Saved entries

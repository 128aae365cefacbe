//! Test suites for call dispatch.

mod jsonrpc_behaviour;
pub(crate) mod support;
//! Listener implementation for daemon transport sockets.

use std::io;
use std::net::{TcpListener, ToSocketAddrs};
#[cfg(test)]
use std::net::SocketAddr;
use std::sync::{
    Arc,
    atomic::{AtomicBool, Ordering},
};
use std::thread;
use std::time::Duration;

use tracing::{debug, info, warn};

use apigate_config::SocketEndpoint;

use super::{ConnectionHandler, ConnectionStream, LISTENER_TARGET, ListenerError};

#[cfg(unix)]
use std::fs;
#[cfg(unix)]
use std::os::unix::fs::FileTypeExt;
#[cfg(unix)]
use std::os::unix::net::{UnixListener, UnixStream};
#[cfg(unix)]
use std::path::Path;

const ACCEPT_BACKOFF: Duration = Duration::from_millis(25);
const ERROR_BACKOFF: Duration = Duration::from_millis(150);

/// Listener that binds to a socket endpoint.
#[derive(Debug)]
pub(crate) struct SocketListener {
    endpoint: SocketEndpoint,
    listener: ListenerKind,
}

#[derive(Debug)]
enum ListenerKind {
    Tcp(TcpListener),
    #[cfg(unix)]
    Unix(UnixListener),
}

impl SocketListener {
    pub(crate) fn bind(endpoint: &SocketEndpoint) -> Result<Self, ListenerError> {
        let listener = match endpoint {
            SocketEndpoint::Tcp { host, port } => {
                ListenerKind::Tcp(bind_tcp(endpoint, host, *port)?)
            }
            #[cfg(unix)]
            SocketEndpoint::Unix { path } => {
                ListenerKind::Unix(bind_unix(endpoint, path.as_std_path())?)
            }
            #[cfg(not(unix))]
            SocketEndpoint::Unix { .. } => {
                return Err(ListenerError::UnsupportedUnix {
                    endpoint: endpoint.clone(),
                });
            }
        };
        Ok(Self {
            endpoint: endpoint.clone(),
            listener,
        })
    }

    #[cfg(test)]
    pub(crate) fn local_addr(&self) -> Option<SocketAddr> {
        match &self.listener {
            ListenerKind::Tcp(listener) => listener.local_addr().ok(),
            #[cfg(unix)]
            ListenerKind::Unix(_) => None,
        }
    }

    pub(crate) fn start(
        self,
        handler: Arc<dyn ConnectionHandler>,
    ) -> Result<ListenerHandle, ListenerError> {
        let shutdown = Arc::new(AtomicBool::new(false));
        if let Err(source) = match &self.listener {
            ListenerKind::Tcp(listener) => listener.set_nonblocking(true),
            #[cfg(unix)]
            ListenerKind::Unix(listener) => listener.set_nonblocking(true),
        } {
            #[cfg(unix)]
            cleanup_unix_socket(&self.endpoint);
            return Err(ListenerError::NonBlocking { source });
        }
        let shutdown_flag = Arc::clone(&shutdown);
        let handle = thread::Builder::new()
            .name("apigated-accept".to_owned())
            .spawn(move || run_accept_loop(&self, &shutdown_flag, &handler))
            .map_err(|source| ListenerError::Spawn { source })?;
        Ok(ListenerHandle {
            shutdown,
            handle: Some(handle),
        })
    }
}

/// Handle to the background listener thread.
pub(crate) struct ListenerHandle {
    shutdown: Arc<AtomicBool>,
    handle: Option<thread::JoinHandle<()>>,
}

impl ListenerHandle {
    pub(crate) fn shutdown(&self) {
        self.shutdown.store(true, Ordering::SeqCst);
    }

    pub(crate) fn join(mut self) -> Result<(), ListenerError> {
        match self.handle.take() {
            Some(handle) => handle.join().map_err(|_| ListenerError::AcceptPanicked),
            None => Ok(()),
        }
    }
}

impl Drop for ListenerHandle {
    fn drop(&mut self) {
        self.shutdown.store(true, Ordering::SeqCst);
    }
}

fn run_accept_loop(
    listener: &SocketListener,
    shutdown: &AtomicBool,
    handler: &Arc<dyn ConnectionHandler>,
) {
    info!(
        target: LISTENER_TARGET,
        endpoint = %listener.endpoint,
        "socket listener active"
    );
    let mut last_error = None::<io::ErrorKind>;
    while !shutdown.load(Ordering::SeqCst) {
        match accept_connection(listener) {
            Ok(Some(stream)) => {
                last_error = None;
                let handler = Arc::clone(handler);
                let spawned = thread::Builder::new()
                    .name("apigated-conn".to_owned())
                    .spawn(move || handler.handle(stream));
                if let Err(error) = spawned {
                    warn!(
                        target: LISTENER_TARGET,
                        error = %error,
                        "failed to spawn connection thread"
                    );
                }
            }
            Ok(None) => thread::sleep(ACCEPT_BACKOFF),
            Err(error) => {
                let kind = error.kind();
                if last_error != Some(kind) {
                    warn!(
                        target: LISTENER_TARGET,
                        error = %error,
                        "socket accept error"
                    );
                }
                last_error = Some(kind);
                thread::sleep(ERROR_BACKOFF);
            }
        }
    }

    #[cfg(unix)]
    cleanup_unix_socket(&listener.endpoint);
    info!(target: LISTENER_TARGET, "socket listener stopped");
}

fn accept_connection(listener: &SocketListener) -> Result<Option<ConnectionStream>, io::Error> {
    match &listener.listener {
        ListenerKind::Tcp(tcp) => match tcp.accept() {
            Ok((stream, peer)) => {
                stream.set_nonblocking(false)?;
                debug!(target: LISTENER_TARGET, %peer, "connection accepted");
                Ok(Some(ConnectionStream::Tcp(stream)))
            }
            Err(error) if error.kind() == io::ErrorKind::WouldBlock => Ok(None),
            Err(error) => Err(error),
        },
        #[cfg(unix)]
        ListenerKind::Unix(unix) => match unix.accept() {
            Ok((stream, _)) => {
                stream.set_nonblocking(false)?;
                debug!(target: LISTENER_TARGET, "connection accepted");
                Ok(Some(ConnectionStream::Unix(stream)))
            }
            Err(error) if error.kind() == io::ErrorKind::WouldBlock => Ok(None),
            Err(error) => Err(error),
        },
    }
}

fn bind_tcp(
    endpoint: &SocketEndpoint,
    host: &str,
    port: u16,
) -> Result<TcpListener, ListenerError> {
    let addr = (host, port)
        .to_socket_addrs()
        .map_err(|source| ListenerError::Resolve {
            endpoint: endpoint.clone(),
            source,
        })?
        .next()
        .ok_or_else(|| ListenerError::Unresolved {
            endpoint: endpoint.clone(),
        })?;
    TcpListener::bind(addr).map_err(|source| ListenerError::Bind {
        endpoint: endpoint.clone(),
        source,
    })
}

#[cfg(unix)]
fn bind_unix(endpoint: &SocketEndpoint, path: &Path) -> Result<UnixListener, ListenerError> {
    if let Ok(metadata) = fs::symlink_metadata(path) {
        if !metadata.file_type().is_socket() {
            return Err(ListenerError::NotASocket {
                path: path.to_path_buf(),
            });
        }
        remove_stale_socket(path)?;
    }
    UnixListener::bind(path).map_err(|source| ListenerError::Bind {
        endpoint: endpoint.clone(),
        source,
    })
}

/// Removes a socket file nobody is accepting on.
#[cfg(unix)]
fn remove_stale_socket(path: &Path) -> Result<(), ListenerError> {
    match UnixStream::connect(path) {
        Ok(_stream) => Err(ListenerError::SocketInUse {
            path: path.to_path_buf(),
        }),
        Err(error)
            if matches!(
                error.kind(),
                io::ErrorKind::ConnectionRefused | io::ErrorKind::NotFound
            ) =>
        {
            debug!(target: LISTENER_TARGET, path = %path.display(), "removing stale socket");
            fs::remove_file(path).map_err(|source| ListenerError::RemoveStaleSocket {
                path: path.to_path_buf(),
                source,
            })
        }
        Err(source) => Err(ListenerError::ProbeSocket {
            path: path.to_path_buf(),
            source,
        }),
    }
}

#[cfg(unix)]
fn cleanup_unix_socket(endpoint: &SocketEndpoint) {
    let Some(path) = endpoint.unix_path() else {
        return;
    };
    if let Err(error) = fs::remove_file(path.as_std_path())
        && error.kind() != io::ErrorKind::NotFound
    {
        warn!(
            target: LISTENER_TARGET,
            error = %error,
            path = %path,
            "failed to remove unix socket file"
        );
    }
}
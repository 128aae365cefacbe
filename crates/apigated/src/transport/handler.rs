//! Connection handling abstractions for the daemon listener.

use std::io::{self, Read, Write};
use std::net::{IpAddr, TcpStream};

#[cfg(unix)]
use std::os::unix::net::UnixStream;

/// Stream types accepted by the daemon listener.
pub(crate) enum ConnectionStream {
    Tcp(TcpStream),
    #[cfg(unix)]
    Unix(UnixStream),
}

impl ConnectionStream {
    /// Address of the remote client; Unix peers have none.
    pub(crate) fn peer_address(&self) -> Option<IpAddr> {
        match self {
            Self::Tcp(stream) => stream.peer_addr().ok().map(|addr| addr.ip()),
            #[cfg(unix)]
            Self::Unix(_) => None,
        }
    }
}

impl Read for ConnectionStream {
    fn read(&mut self, buf: &mut [u8]) -> io::Result<usize> {
        match self {
            Self::Tcp(stream) => stream.read(buf),
            #[cfg(unix)]
            Self::Unix(stream) => stream.read(buf),
        }
    }
}

impl Write for ConnectionStream {
    fn write(&mut self, buf: &[u8]) -> io::Result<usize> {
        match self {
            Self::Tcp(stream) => stream.write(buf),
            #[cfg(unix)]
            Self::Unix(stream) => stream.write(buf),
        }
    }

    fn flush(&mut self) -> io::Result<()> {
        match self {
            Self::Tcp(stream) => stream.flush(),
            #[cfg(unix)]
            Self::Unix(stream) => stream.flush(),
        }
    }
}

/// Handles accepted socket connections.
pub(crate) trait ConnectionHandler: Send + Sync + 'static {
    /// Handles a single connection. Implementations should avoid panicking.
    fn handle(&self, stream: ConnectionStream);
}
//! Wall-clock source for session and lock-out bookkeeping.

use std::sync::atomic::{AtomicU64, Ordering};
use std::time::{SystemTime, UNIX_EPOCH};

/// Supplies the current time in Unix seconds.
pub trait Clock: Send + Sync {
    /// Seconds since the Unix epoch.
    fn now(&self) -> u64;
}

/// Reads the system clock.
#[derive(Debug, Default, Clone, Copy)]
pub struct SystemClock;

impl Clock for SystemClock {
    fn now(&self) -> u64 {
        SystemTime::now()
            .duration_since(UNIX_EPOCH)
            .map_or(0, |elapsed| elapsed.as_secs())
    }
}

/// A clock that only moves when told to.
#[derive(Debug, Default)]
pub struct ManualClock {
    now: AtomicU64,
}

impl ManualClock {
    /// Creates a clock reading `now`.
    #[must_use]
    pub const fn new(now: u64) -> Self {
        Self {
            now: AtomicU64::new(now),
        }
    }

    /// Moves the clock forward.
    pub fn advance(&self, seconds: u64) {
        self.now.fetch_add(seconds, Ordering::SeqCst);
    }
}

impl Clock for ManualClock {
    fn now(&self) -> u64 {
        self.now.load(Ordering::SeqCst)
    }
}
//! 缓存块结构
//!
//! 一个槽位由两部分组成：结构锁保护的元数据（绑定的块、引用计数、
//! LRU 位置，见 `block_cache`）和内容锁保护的 [`BufData`]。
//! 这里定义后者，以及调用方手里的两种句柄：
//!
//! - [`BufGuard`]：已获取且独占加锁的槽位，drop 即释放（`brelse`）
//! - [`BufPin`]：只防止槽位被回收的引用，不持有内容锁

use core::fmt;
use core::mem::ManuallyDrop;

use bitflags::bitflags;
use byteorder::{ByteOrder, LittleEndian};

use super::Bcache;
use crate::block::BlockDevice;
use crate::consts::BSIZE;
use crate::error::{fatal, Fatal, Result};
use crate::sync::SleepLockGuard;
use crate::types::{BlockNo, BufKey, DevId};

bitflags! {
    /// 缓存块标志
    #[derive(Debug, Clone, Copy, PartialEq, Eq)]
    pub struct BufFlags: u8 {
        /// 数据已从设备读入（有效）
        const VALID = 0x01;
        /// 自上次写回后经 `data_mut` 修改过
        ///
        /// 仅作记录，缓存不会据此调度写回。
        const DIRTY = 0x02;
    }
}

/// 内容锁保护的槽位状态
pub struct BufData {
    /// 块状态标志
    pub flags: BufFlags,
    /// 块数据
    pub data: [u8; BSIZE],
}

impl BufData {
    pub(crate) const fn new() -> Self {
        Self {
            flags: BufFlags::empty(),
            data: [0; BSIZE],
        }
    }
}

impl fmt::Debug for BufData {
    fn fmt(&self, f: &mut fmt::Formatter<'_>) -> fmt::Result {
        f.debug_struct("BufData")
            .field("flags", &self.flags)
            .field("data_len", &self.data.len())
            .finish()
    }
}

/// 已获取并独占加锁的缓存块
///
/// 由 [`Bcache::read_block`] 返回。持有期间其他线程对同一块的获取会在
/// 内容锁上挂起；drop（或 [`BufGuard::release`]）时先释放内容锁，
/// 再在结构锁下递减引用计数，计数归零则移到 LRU 链表的最近使用端。
pub struct BufGuard<'a, D: BlockDevice> {
    pub(super) cache: &'a Bcache<D>,
    pub(super) index: usize,
    pub(super) key: BufKey,
    pub(super) data: ManuallyDrop<SleepLockGuard<'a, BufData>>,
}

impl<'a, D: BlockDevice> BufGuard<'a, D> {
    pub(super) fn new(
        cache: &'a Bcache<D>,
        index: usize,
        key: BufKey,
        data: SleepLockGuard<'a, BufData>,
    ) -> Self {
        Self {
            cache,
            index,
            key,
            data: ManuallyDrop::new(data),
        }
    }

    /// 绑定的块
    pub fn key(&self) -> BufKey {
        self.key
    }

    /// 设备号
    pub fn dev(&self) -> DevId {
        self.key.dev
    }

    /// 块号
    pub fn blockno(&self) -> BlockNo {
        self.key.blockno
    }

    /// 槽位下标
    pub fn index(&self) -> usize {
        self.index
    }

    /// 块状态标志
    pub fn flags(&self) -> BufFlags {
        self.data.flags
    }

    /// 数据是否有效
    pub fn is_valid(&self) -> bool {
        self.data.flags.contains(BufFlags::VALID)
    }

    /// 自上次写回后是否被修改
    pub fn is_dirty(&self) -> bool {
        self.data.flags.contains(BufFlags::DIRTY)
    }

    /// 只读访问块数据
    pub fn data(&self) -> &[u8; BSIZE] {
        &self.data.data
    }

    /// 可写访问块数据，同时标记为脏
    pub fn data_mut(&mut self) -> &mut [u8; BSIZE] {
        self.data.flags.insert(BufFlags::DIRTY);
        &mut self.data.data
    }

    pub(super) fn inner_mut(&mut self) -> &mut BufData {
        &mut self.data
    }

    pub(super) fn holding(&self) -> bool {
        self.data.sleep_lock().holding()
    }

    /// 以小端序读取 `offset` 处的 u16
    pub fn read_u16(&self, offset: usize) -> u16 {
        LittleEndian::read_u16(&self.data()[offset..offset + 2])
    }

    /// 以小端序读取 `offset` 处的 u32
    pub fn read_u32(&self, offset: usize) -> u32 {
        LittleEndian::read_u32(&self.data()[offset..offset + 4])
    }

    /// 以小端序读取 `offset` 处的 u64
    pub fn read_u64(&self, offset: usize) -> u64 {
        LittleEndian::read_u64(&self.data()[offset..offset + 8])
    }

    /// 以小端序写入 u16
    pub fn write_u16(&mut self, offset: usize, value: u16) {
        LittleEndian::write_u16(&mut self.data_mut()[offset..offset + 2], value);
    }

    /// 以小端序写入 u32
    pub fn write_u32(&mut self, offset: usize, value: u32) {
        LittleEndian::write_u32(&mut self.data_mut()[offset..offset + 4], value);
    }

    /// 以小端序写入 u64
    pub fn write_u64(&mut self, offset: usize, value: u64) {
        LittleEndian::write_u64(&mut self.data_mut()[offset..offset + 8], value);
    }

    /// 把块数据写回设备，见 [`Bcache::write_back`]
    pub fn write_back(&mut self) -> Result<()> {
        let cache = self.cache;
        cache.write_back(self)
    }

    /// 防止该块被回收，见 [`Bcache::pin`]
    pub fn pin(&self) -> BufPin<'a, D> {
        self.cache.pin(self)
    }

    /// 释放该块，等价于 drop
    pub fn release(self) {
        drop(self);
    }
}

impl<D: BlockDevice> fmt::Debug for BufGuard<'_, D> {
    fn fmt(&self, f: &mut fmt::Formatter<'_>) -> fmt::Result {
        f.debug_struct("BufGuard")
            .field("key", &self.key)
            .field("index", &self.index)
            .field("flags", &self.data.flags)
            .finish()
    }
}

impl<D: BlockDevice> Drop for BufGuard<'_, D> {
    fn drop(&mut self) {
        if !self.holding() {
            fatal(Fatal::NotHolding { op: "brelse" });
        }
        // 先放内容锁，等待同一块的线程可以继续
        unsafe { ManuallyDrop::drop(&mut self.data) };
        self.cache.release_slot(self.index);
    }
}

/// 防回收引用
///
/// 持有期间槽位的引用计数大于零，不会被重新绑定到其他块，数据保持驻留。
/// 它**不**持有内容锁，不串行化对数据的访问；需要读写数据时仍要通过
/// [`Bcache::read_block`] 获取。典型用户是日志层：事务提交后到 checkpoint
/// 之前让块留在缓存中。
///
/// `clone` 会再 pin 一次；drop 或 [`BufPin::unpin`] 减少一次。
pub struct BufPin<'a, D: BlockDevice> {
    pub(super) cache: &'a Bcache<D>,
    pub(super) index: usize,
    pub(super) key: BufKey,
}

impl<D: BlockDevice> BufPin<'_, D> {
    /// 被 pin 的块
    pub fn key(&self) -> BufKey {
        self.key
    }

    /// 槽位下标
    pub fn index(&self) -> usize {
        self.index
    }

    /// 解除 pin，等价于 drop
    pub fn unpin(self) {
        drop(self);
    }
}

impl<D: BlockDevice> Clone for BufPin<'_, D> {
    fn clone(&self) -> Self {
        self.cache.pin_slot(self.index);
        Self {
            cache: self.cache,
            index: self.index,
            key: self.key,
        }
    }
}

impl<D: BlockDevice> fmt::Debug for BufPin<'_, D> {
    fn fmt(&self, f: &mut fmt::Formatter<'_>) -> fmt::Result {
        f.debug_struct("BufPin")
            .field("key", &self.key)
            .field("index", &self.index)
            .finish()
    }
}

impl<D: BlockDevice> Drop for BufPin<'_, D> {
    fn drop(&mut self) {
        self.cache.unpin_slot(self.index);
    }
}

▶ **Work order**: Please transcribe exactly the lines above from the line that has "pub(crate) fn bind(endpoint: &SocketEndpoint)" up to and including the line that has "#[cfg(not(unix))]"; no other line belongs in the answer.

▶ **Task result**:
    pub(crate) fn bind(endpoint: &SocketEndpoint) -> Result<Self, ListenerError> {
        let listener = match endpoint {
            SocketEndpoint::Tcp { host, port } => {
                ListenerKind::Tcp(bind_tcp(endpoint, host, *port)?)
            }
            #[cfg(unix)]
            SocketEndpoint::Unix { path } => {
                ListenerKind::Unix(bind_unix(endpoint, path.as_std_path())?)
            }
            #[cfg(not(unix))]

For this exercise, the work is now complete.